The RBI had also argued with the Supreme Court over the people’s constitutional rights to interfere with regulatory matters.
“The petitioner cannot seek to exercise the extraordinary jurisdiction of this Honorable Court to avail a right which they do not have,” the Indian central bank wrote in his affidavit. “The impugned circular and the impugned statement have been issued in a manner that is consistent with the powers conferred on the RBI by the law and the same are legal and valid.”
RBI believes IMAI, the petitioner in the ongoing case, didn’t provide any valid arguments against the crypto banking ban, which is why the honorable Supreme Court should reject their pleas. The bank, however, didn’t reveal the nature of those arguments, leaving crypto enthusiasts believing that the financial body fears that the court would reverse its ban.

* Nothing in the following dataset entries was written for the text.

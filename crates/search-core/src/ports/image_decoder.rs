use crate::image::LoadedImage;

use super::errors::SearchError;

/// Turns raw image bytes into a displayable image.
///
/// Synchronous and pure. Invalid bytes yield [`SearchError::Decode`].
pub trait ImageDecoderPort: Send + Sync {
    fn decode(&self, bytes: &[u8]) -> Result<LoadedImage, SearchError>;
}
//! # search-core
//!
//! Core domain models and business logic for imagesearch.
//!
//! This crate contains pure business logic without any infrastructure dependencies:
//! query normalization, the provider envelope contract, the pagination state
//! machine and the ports implemented by `search-app` and `search-infra`.

// Public module exports
pub mod config;
pub mod ids;
pub mod image;
pub mod observe;
pub mod pagination;
pub mod ports;
pub mod search;

// Re-export commonly used types at the crate root
pub use config::SearchConfig;
pub use ids::ImageId;
pub use image::{ImageRef, LoadedImage};
pub use observe::{EventHub, EventListener, Subscription};
pub use pagination::{PaginationEvent, PaginationState, PageOperation, RequestToken, SessionSnapshot};
pub use ports::errors::SearchError;
pub use search::{PageInfo, QueryBuilder, SearchPage, SearchQuery};
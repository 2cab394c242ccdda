pub mod config;
pub mod tracing;
pub mod wiring;

pub use config::{apply_env_overrides, default_config_path, load_config, resolve_config};
pub use self::tracing::init_tracing_subscriber;
pub use wiring::{wire_services, wire_with, SearchServices};
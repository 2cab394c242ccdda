pub mod image_decoder;

pub use image_decoder::ImageCrateDecoder;
use serde::{Deserialize, Serialize};

use super::id_macro::impl_id;

/// Identifier of a single search result image.
///
/// The provider has no stable per-item id, so one is minted when a page is
/// decoded. It stays stable for the whole session, which lets the image
/// registry key in-flight downloads on it.
#[derive(Debug, Clone, PartialEq, Eq, Hash, Serialize, Deserialize)]
pub struct ImageId(String);

impl_id!(ImageId);

#[cfg(test)]
mod tests {
    use super::*;

    #[test]
    fn test_new_ids_are_unique() {
        let a = ImageId::new();
        let b = ImageId::new();
        assert_ne!(a, b);
    }

    #[test]
    fn test_image_id_from_str() {
        let id: ImageId = "img-1".into();
        assert_eq!(id.as_str(), "img-1");
        assert_eq!(id.to_string(), "img-1");
    }
}
pub mod reqwest_transport;

pub use reqwest_transport::ReqwestTransport;
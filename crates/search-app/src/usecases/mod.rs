//! Business logic use cases
//!
//! ```text
//! UI intent ──► PaginationController ──► SearchClient ──► TransportPort
//!                     │ (PaginationEvent)
//!                     ▼
//!                UI collaborator ◄── ImageRequestRegistry ──► ImageLoader ──► TransportPort
//!                                      (ImageLoadEvent)                  └──► ImageDecoderPort
//! ```

pub mod image_loader;
pub mod image_registry;
pub mod pagination;
pub mod search_client;

pub use image_loader::ImageLoader;
pub use image_registry::{ImageLoadEvent, ImageRequestRegistry};
pub use pagination::{DebounceTimer, PaginationController};
pub use search_client::SearchClient;
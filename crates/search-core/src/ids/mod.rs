//! ID type wrappers for type safety.

mod id_macro;
pub mod image_id;

pub use image_id::ImageId;
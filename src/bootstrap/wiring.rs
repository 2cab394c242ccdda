//! Dependency wiring
//!
//! Builds the infra adapters, hands them to the use cases as port trait
//! objects and links the image registry to the pagination events.
//! Must run inside a tokio runtime: the controller spawns its actor here.

use std::sync::Arc;

use anyhow::Context;
use search_app::usecases::{ImageLoader, ImageRequestRegistry, PaginationController, SearchClient};
use search_core::config::SearchConfig;
use search_core::observe::Subscription;
use search_core::ports::{ImageDecoderPort, TransportPort};
use search_infra::{ImageCrateDecoder, ReqwestTransport};
use tracing::{info, warn};

/// Everything the front end talks to.
pub struct SearchServices {
    pub controller: PaginationController,
    pub registry: Arc<ImageRequestRegistry>,
    /// Keeps the registry subscribed to list resets.
    _registry_link: Subscription,
}

/// Wire the production adapters.
pub fn wire_services(config: &SearchConfig) -> anyhow::Result<SearchServices> {
    let transport =
        ReqwestTransport::from_config(config).context("Failed to create HTTP transport")?;
    Ok(wire_with(
        config,
        Arc::new(transport),
        Arc::new(ImageCrateDecoder::from_config(config)),
    ))
}

/// Wire the use cases over caller-provided ports.
pub fn wire_with(
    config: &SearchConfig,
    transport: Arc<dyn TransportPort>,
    decoder: Arc<dyn ImageDecoderPort>,
) -> SearchServices {
    if config.provider.api_key.is_empty() || config.provider.engine_id.is_empty() {
        warn!("provider api_key or engine_id is empty; requests will likely be rejected");
    }

    let client = Arc::new(SearchClient::new(
        Arc::clone(&transport),
        config.provider.clone(),
    ));
    let loader = Arc::new(ImageLoader::new(transport, decoder));
    let registry = Arc::new(ImageRequestRegistry::new(loader));
    let controller = PaginationController::spawn(client, config);
    let registry_link = controller.subscribe(&registry);

    info!(
        endpoint = %config.provider.endpoint,
        page_size = config.page_size,
        debounce_ms = config.debounce.as_millis() as u64,
        "search services wired"
    );

    SearchServices {
        controller,
        registry,
        _registry_link: registry_link,
    }
}
//! Pagination use case: the controller actor plus its debounce timer.

mod controller;
mod debounce;

pub use controller::PaginationController;
pub use debounce::DebounceTimer;
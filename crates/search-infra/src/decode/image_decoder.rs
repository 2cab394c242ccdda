use image::imageops::FilterType;
use image::GenericImageView;
use search_core::config::SearchConfig;
use search_core::image::LoadedImage;
use search_core::ports::{ImageDecoderPort, SearchError};

/// Decodes PNG, JPEG, WebP and GIF bytes into RGBA8.
///
/// With a `max_edge`, larger images are downscaled so their longest edge
/// fits, preserving the aspect ratio.
#[derive(Debug, Clone, Copy, Default)]
pub struct ImageCrateDecoder {
    max_edge: Option<u32>,
}

impl ImageCrateDecoder {
    pub fn new() -> Self {
        Self::default()
    }

    pub fn with_max_edge(max_edge: u32) -> Self {
        Self {
            max_edge: Some(max_edge.max(1)),
        }
    }

    /// Downscale to `thumbnail_max_edge` when the config sets one.
    pub fn from_config(config: &SearchConfig) -> Self {
        config
            .thumbnail_max_edge
            .map(Self::with_max_edge)
            .unwrap_or_default()
    }
}

impl ImageDecoderPort for ImageCrateDecoder {
    fn decode(&self, bytes: &[u8]) -> Result<LoadedImage, SearchError> {
        let decoded = image::load_from_memory(bytes)
            .map_err(|e| SearchError::Decode(format!("decode image bytes: {e}")))?;

        let (width, height) = decoded.dimensions();
        let rgba = match self.max_edge {
            Some(max_edge) => {
                let (target_width, target_height) = fit_within(width, height, max_edge);
                if (target_width, target_height) == (width, height) {
                    decoded.to_rgba8()
                } else {
                    image::imageops::resize(&decoded, target_width, target_height, FilterType::Triangle)
                }
            }
            None => decoded.to_rgba8(),
        };

        let (width, height) = rgba.dimensions();
        Ok(LoadedImage::new(width, height, rgba.into_raw()))
    }
}

fn fit_within(width: u32, height: u32, max_edge: u32) -> (u32, u32) {
    if width <= max_edge && height <= max_edge {
        return (width, height);
    }

    if width >= height {
        let scaled = ((height as f64) * (max_edge as f64) / (width as f64)).round() as u32;
        (max_edge, scaled.max(1))
    } else {
        let scaled = ((width as f64) * (max_edge as f64) / (height as f64)).round() as u32;
        (scaled.max(1), max_edge)
    }
}

#[cfg(test)]
mod tests {
    use super::*;
    use image::{ImageBuffer, ImageFormat, Rgba};
    use std::io::Cursor;

    fn png(width: u32, height: u32) -> Vec<u8> {
        let buffer = ImageBuffer::from_pixel(width, height, Rgba([10u8, 20, 30, 255]));
        let mut out = Cursor::new(Vec::new());
        buffer.write_to(&mut out, ImageFormat::Png).unwrap();
        out.into_inner()
    }

    #[test]
    fn test_decodes_png_to_rgba() {
        let loaded = ImageCrateDecoder::new().decode(&png(2, 3)).unwrap();
        assert_eq!((loaded.width, loaded.height), (2, 3));
        assert_eq!(loaded.rgba.len(), 2 * 3 * 4);
        assert_eq!(&loaded.rgba[..4], &[10, 20, 30, 255]);
    }

    #[test]
    fn test_garbage_bytes_are_decode_error() {
        let err = ImageCrateDecoder::new().decode(b"not an image").unwrap_err();
        assert!(matches!(err, SearchError::Decode(_)));
    }

    #[test]
    fn test_max_edge_downscales_keeping_aspect() {
        let loaded = ImageCrateDecoder::with_max_edge(32).decode(&png(128, 64)).unwrap();
        assert_eq!((loaded.width, loaded.height), (32, 16));
    }

    #[test]
    fn test_max_edge_leaves_small_images_alone() {
        let loaded = ImageCrateDecoder::with_max_edge(32).decode(&png(8, 8)).unwrap();
        assert_eq!((loaded.width, loaded.height), (8, 8));
    }

    #[test]
    fn test_from_config_applies_thumbnail_max_edge() {
        let mut config = SearchConfig::default();
        let loaded = ImageCrateDecoder::from_config(&config).decode(&png(64, 32)).unwrap();
        assert_eq!((loaded.width, loaded.height), (64, 32));

        config.thumbnail_max_edge = Some(16);
        let loaded = ImageCrateDecoder::from_config(&config).decode(&png(64, 32)).unwrap();
        assert_eq!((loaded.width, loaded.height), (16, 8));
    }

    #[test]
    fn test_fit_within_tall_image() {
        assert_eq!(fit_within(100, 400, 100), (25, 100));
        assert_eq!(fit_within(1, 1000, 10), (1, 10));
    }
}
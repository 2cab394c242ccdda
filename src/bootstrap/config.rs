//! # Configuration Loader / 配置加载器
//!
//! Reads the TOML file and maps it onto [`SearchConfig`]. Missing keys keep
//! their defaults; credentials may also come from the environment (or a
//! `.env` file loaded by `main`), which wins over the file.

use anyhow::Context;
use std::path::{Path, PathBuf};
use search_core::config::SearchConfig;
use tracing::{debug, info};

pub const ENV_API_KEY: &str = "IMAGESEARCH_API_KEY";
pub const ENV_ENGINE_ID: &str = "IMAGESEARCH_ENGINE_ID";
pub const ENV_ENDPOINT: &str = "IMAGESEARCH_ENDPOINT";

/// Load configuration from a TOML file
/// 从 TOML 文件加载配置
///
/// # Errors / 错误
///
/// Returns error if the file cannot be read or is not valid TOML.
pub fn load_config(config_path: PathBuf) -> anyhow::Result<SearchConfig> {
    let content = std::fs::read_to_string(&config_path)
        .with_context(|| format!("Failed to read config file: {}", config_path.display()))?;
    let toml_value: toml::Value =
        toml::from_str(&content).context("Failed to parse config as TOML")?;
    Ok(SearchConfig::from_toml(&toml_value))
}

/// `<config dir>/imagesearch/config.toml`, if the platform has a config dir.
pub fn default_config_path() -> Option<PathBuf> {
    dirs::config_dir().map(|dir| dir.join("imagesearch").join("config.toml"))
}

/// Pick the configuration source.
///
/// An explicit path must exist. Otherwise the default location is used when
/// present, and built-in defaults when not.
pub fn resolve_config(explicit: Option<&Path>) -> anyhow::Result<SearchConfig> {
    if let Some(path) = explicit {
        info!(path = %path.display(), "loading config");
        return load_config(path.to_path_buf());
    }

    match default_config_path() {
        Some(path) if path.is_file() => {
            info!(path = %path.display(), "loading config");
            load_config(path)
        }
        _ => {
            debug!("no config file; using defaults");
            Ok(SearchConfig::default())
        }
    }
}

/// Overlay provider settings from the environment.
///
/// `lookup` is `std::env::var(..).ok()` in production. Empty values are
/// ignored.
pub fn apply_env_overrides<F>(config: &mut SearchConfig, lookup: F)
where
    F: Fn(&str) -> Option<String>,
{
    let value = |key: &str| lookup(key).filter(|v| !v.trim().is_empty());

    if let Some(api_key) = value(ENV_API_KEY) {
        config.provider.api_key = api_key;
    }
    if let Some(engine_id) = value(ENV_ENGINE_ID) {
        config.provider.engine_id = engine_id;
    }
    if let Some(endpoint) = value(ENV_ENDPOINT) {
        config.provider.endpoint = endpoint;
    }
}
use std::time::Duration;

use async_trait::async_trait;
use bytes::Bytes;
use search_core::config::SearchConfig;
use search_core::ports::{HttpMethod, HttpRequest, TransportError, TransportPort};
use tracing::{debug, warn};

const USER_AGENT: &str = concat!("imagesearch/", env!("CARGO_PKG_VERSION"));

/// [`TransportPort`] backed by a shared `reqwest::Client`.
///
/// The client-wide timeout covers connect, send and body read; elapsing it
/// yields [`TransportError::Timeout`].
#[derive(Clone)]
pub struct ReqwestTransport {
    client: reqwest::Client,
}

impl ReqwestTransport {
    pub fn new(timeout: Duration) -> Result<Self, TransportError> {
        let client = reqwest::Client::builder()
            .timeout(timeout)
            .user_agent(USER_AGENT)
            .build()
            .map_err(|e| TransportError::Connection(format!("failed to build HTTP client: {e}")))?;
        Ok(Self { client })
    }

    pub fn from_config(config: &SearchConfig) -> Result<Self, TransportError> {
        Self::new(config.request_timeout)
    }
}

#[async_trait]
impl TransportPort for ReqwestTransport {
    async fn perform(&self, request: HttpRequest) -> Result<Bytes, TransportError> {
        let builder = match request.method {
            HttpMethod::Get => self.client.get(&request.url),
        };

        let response = builder
            .query(&request.params)
            .send()
            .await
            .map_err(map_reqwest_error)?;

        let status = response.status();
        if !status.is_success() {
            warn!(url = %request.url, status = status.as_u16(), "non-success response");
            return Err(TransportError::Status(status.as_u16()));
        }

        let body = response.bytes().await.map_err(map_reqwest_error)?;
        debug!(url = %request.url, bytes = body.len(), "response received");
        Ok(body)
    }
}

fn map_reqwest_error(error: reqwest::Error) -> TransportError {
    if error.is_timeout() {
        TransportError::Timeout
    } else if let Some(status) = error.status() {
        TransportError::Status(status.as_u16())
    } else if error.is_builder() {
        TransportError::InvalidRequest(error.to_string())
    } else {
        TransportError::Connection(error.to_string())
    }
}
//! imagesearch Application Orchestration Layer
//!
//! This crate contains the use cases that sit between the UI collaborator
//! and the ports defined in `search-core`.

pub mod usecases;

pub use usecases::{
    ImageLoadEvent, ImageLoader, ImageRequestRegistry, PaginationController, SearchClient,
};
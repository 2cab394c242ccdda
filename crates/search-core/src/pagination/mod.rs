//! Pagination domain: session state and the pure state machine that decides
//! which requests to issue and which notifications to send.
//!
//! ```text
//! UI intent (reload / text change / near bottom)
//!   ↓
//! PaginationStateMachine::handle (pure transition)
//!   ↓
//! PaginationAction (executed by the controller in search-app)
//!   ↓
//! network fetch / debounce timer / UI notification
//! ```

pub mod session;
pub mod state_machine;

pub use session::{ActiveRequest, SearchSession, SessionSnapshot};
pub use state_machine::{
    DebounceToken, PaginationAction, PaginationEvent, PaginationInput, PaginationState,
    PaginationStateMachine, PageOperation, RequestToken,
};
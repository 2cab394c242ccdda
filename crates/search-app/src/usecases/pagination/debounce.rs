use std::time::Duration;

use tokio::task::AbortHandle;
use tokio::time::{sleep_until, Instant};
use tracing::trace;

/// Cancellable one-shot timer owned by the pagination controller.
///
/// Scheduling again replaces the pending shot. Dropping the timer cancels it.
pub struct DebounceTimer {
    delay: Duration,
    pending: Option<AbortHandle>,
}

impl DebounceTimer {
    pub fn new(delay: Duration) -> Self {
        Self {
            delay,
            pending: None,
        }
    }

    pub fn delay(&self) -> Duration {
        self.delay
    }

    /// Run `fire` once the quiet period elapses, unless rescheduled or
    /// cancelled first. Must be called inside a tokio runtime.
    pub fn schedule<F>(&mut self, fire: F)
    where
        F: FnOnce() + Send + 'static,
    {
        self.cancel();

        let delay = self.delay;
        let deadline = Instant::now() + delay;
        let handle = tokio::spawn(async move {
            sleep_until(deadline).await;
            fire();
        });

        self.pending = Some(handle.abort_handle());
        trace!(delay_ms = delay.as_millis() as u64, "debounce scheduled");
    }

    /// Returns whether a pending shot was cancelled.
    pub fn cancel(&mut self) -> bool {
        match self.pending.take() {
            Some(handle) if !handle.is_finished() => {
                handle.abort();
                trace!("debounce cancelled");
                true
            }
            _ => false,
        }
    }

    pub fn is_pending(&self) -> bool {
        self.pending
            .as_ref()
            .is_some_and(|handle| !handle.is_finished())
    }
}

impl Drop for DebounceTimer {
    fn drop(&mut self) {
        self.cancel();
    }
}

#[cfg(test)]
mod tests {
    use super::*;
    use std::sync::atomic::{AtomicUsize, Ordering};
    use std::sync::Arc;
    use tokio::time::sleep;

    fn bump(fired: &Arc<AtomicUsize>) -> impl FnOnce() + Send + 'static {
        let fired = Arc::clone(fired);
        move || {
            fired.fetch_add(1, Ordering::SeqCst);
        }
    }

    #[tokio::test(start_paused = true)]
    async fn schedule_fires_after_delay() {
        let fired = Arc::new(AtomicUsize::new(0));
        let mut timer = DebounceTimer::new(Duration::from_millis(500));

        timer.schedule(bump(&fired));
        assert!(timer.is_pending());
        sleep(Duration::from_millis(499)).await;
        assert_eq!(fired.load(Ordering::SeqCst), 0);

        sleep(Duration::from_millis(2)).await;
        assert_eq!(fired.load(Ordering::SeqCst), 1);
        assert!(!timer.is_pending());
    }

    #[tokio::test(start_paused = true)]
    async fn reschedule_replaces_pending_shot() {
        let fired = Arc::new(AtomicUsize::new(0));
        let mut timer = DebounceTimer::new(Duration::from_millis(500));

        timer.schedule(bump(&fired));
        sleep(Duration::from_millis(300)).await;
        timer.schedule(bump(&fired));
        sleep(Duration::from_millis(300)).await;
        assert_eq!(fired.load(Ordering::SeqCst), 0);

        sleep(Duration::from_millis(201)).await;
        assert_eq!(fired.load(Ordering::SeqCst), 1);
    }

    #[tokio::test(start_paused = true)]
    async fn cancel_prevents_fire_and_is_idempotent() {
        let fired = Arc::new(AtomicUsize::new(0));
        let mut timer = DebounceTimer::new(Duration::from_millis(500));

        timer.schedule(bump(&fired));
        assert!(timer.cancel());
        assert!(!timer.cancel());
        sleep(Duration::from_secs(1)).await;

        assert_eq!(fired.load(Ordering::SeqCst), 0);
    }
}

CCN argued that the Indian apex bank should not interfere with petitioning, a democratic process that allows each individual to be heard before the country’s lawmakers. The existing legal framework doesn’t recognize Bitcoin mainly because it is a new asset class. Several forward-looking nations are already building a blockchain industry by introducing crypto-friendly laws, but India could lag behind as its very own entrepreneurs move abroad to set up their crypto businesses.
At the same time, the RBI ban does not look enforceable enough. Indian crypto markets are either moving underground or are relying on exchange-based p2p trade to circumvent the law. As a result, the Income Tax Department is losing thousands of dollars of taxes despite imposing a capital gain tax on the crypto-asset profits.